**Task details**
Looking at the entries below, how many lines include the word "BufWriter"? Answer with the number alone.

BEGIN Extracted records

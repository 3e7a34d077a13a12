//! bathy-replay: run a dive headlessly from a config and a command script.
//!
//! Usage:
//!   bathy-replay --config dive.json --script script.json
//!   bathy-replay --config dive.json --script script.json --ticks 1800 --snapshots
//!
//! The script is a JSON array of `{ "tick": n, "command": { "type": ... } }`.
//! Commands are queued just before tick `n` runs. Events (and, optionally,
//! full snapshots) are written to stdout as JSON lines.

use std::fs;
use std::io::{self, BufWriter, Write};
use std::path::PathBuf;

use anyhow::{Context, Result};
use clap::Parser;
use log::info;
use serde::{Deserialize, Serialize};

use bathy_core::commands::PlayerCommand;
use bathy_core::config::DiveConfig;
use bathy_core::enums::{DiveResult, GamePhase};
use bathy_core::events::SimEvent;
use bathy_sim::DiveEngine;

#[derive(Parser)]
#[command(name = "bathy-replay")]
#[command(about = "Replay a scripted dive and print its events")]
struct Args {
    /// Dive config (JSON)
    #[arg(long)]
    config: PathBuf,

    /// Command script (JSON array of {tick, command})
    #[arg(long)]
    script: PathBuf,

    /// Number of ticks to run (stops early at the debrief)
    #[arg(long, default_value_t = 900)]
    ticks: u64,

    /// Also print the full snapshot after every tick
    #[arg(long)]
    snapshots: bool,
}

#[derive(Debug, Deserialize)]
struct ScriptEntry {
    tick: u64,
    command: PlayerCommand,
}

#[derive(Serialize)]
struct EventLine<'a> {
    tick: u64,
    event: &'a SimEvent,
}

#[derive(Serialize)]
struct Summary {
    ticks: u64,
    phase: GamePhase,
    result: Option<DiveResult>,
    captured: usize,
    fail_count: u32,
    hull: u32,
}

fn main() -> Result<()> {
    env_logger::init();
    let args = Args::parse();

    let config_text = fs::read_to_string(&args.config)
        .with_context(|| format!("reading config {}", args.config.display()))?;
    let config = DiveConfig::from_json(&config_text)
        .with_context(|| format!("loading config {}", args.config.display()))?;

    let script_text = fs::read_to_string(&args.script)
        .with_context(|| format!("reading script {}", args.script.display()))?;
    let mut script: Vec<ScriptEntry> = serde_json::from_str(&script_text)
        .with_context(|| format!("parsing script {}", args.script.display()))?;
    script.sort_by_key(|entry| entry.tick);

    let mut engine = DiveEngine::new(config).context("building dive")?;
    info!(
        "replaying {} commands over up to {} ticks",
        script.len(),
        args.ticks
    );

    let stdout = io::stdout();
    let mut out = BufWriter::new(stdout.lock());
    let mut pending = script.into_iter().peekable();
    let mut ran = 0;

    for tick in 0..args.ticks {
        while let Some(entry) = pending.next_if(|entry| entry.tick <= tick) {
            engine.queue_command(entry.command);
        }

        let snapshot = engine.tick();
        ran = tick + 1;

        for event in &snapshot.events {
            serde_json::to_writer(&mut out, &EventLine { tick, event })?;
            writeln!(out)?;
        }
        if args.snapshots {
            serde_json::to_writer(&mut out, &snapshot)?;
            writeln!(out)?;
        }

        if snapshot.phase == GamePhase::Debrief && pending.peek().is_none() {
            break;
        }
    }

    let summary = Summary {
        ticks: ran,
        phase: engine.phase(),
        result: engine.result(),
        captured: engine.mission().captured_count(),
        fail_count: engine.mission().fail_count(),
        hull: engine.hull().health(),
    };
    serde_json::to_writer(&mut out, &summary)?;
    writeln!(out)?;
    out.flush()?;

    info!("dive finished: {:?}", engine.result());
    Ok(())
}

END Extracted records

**Result for this exercise**
2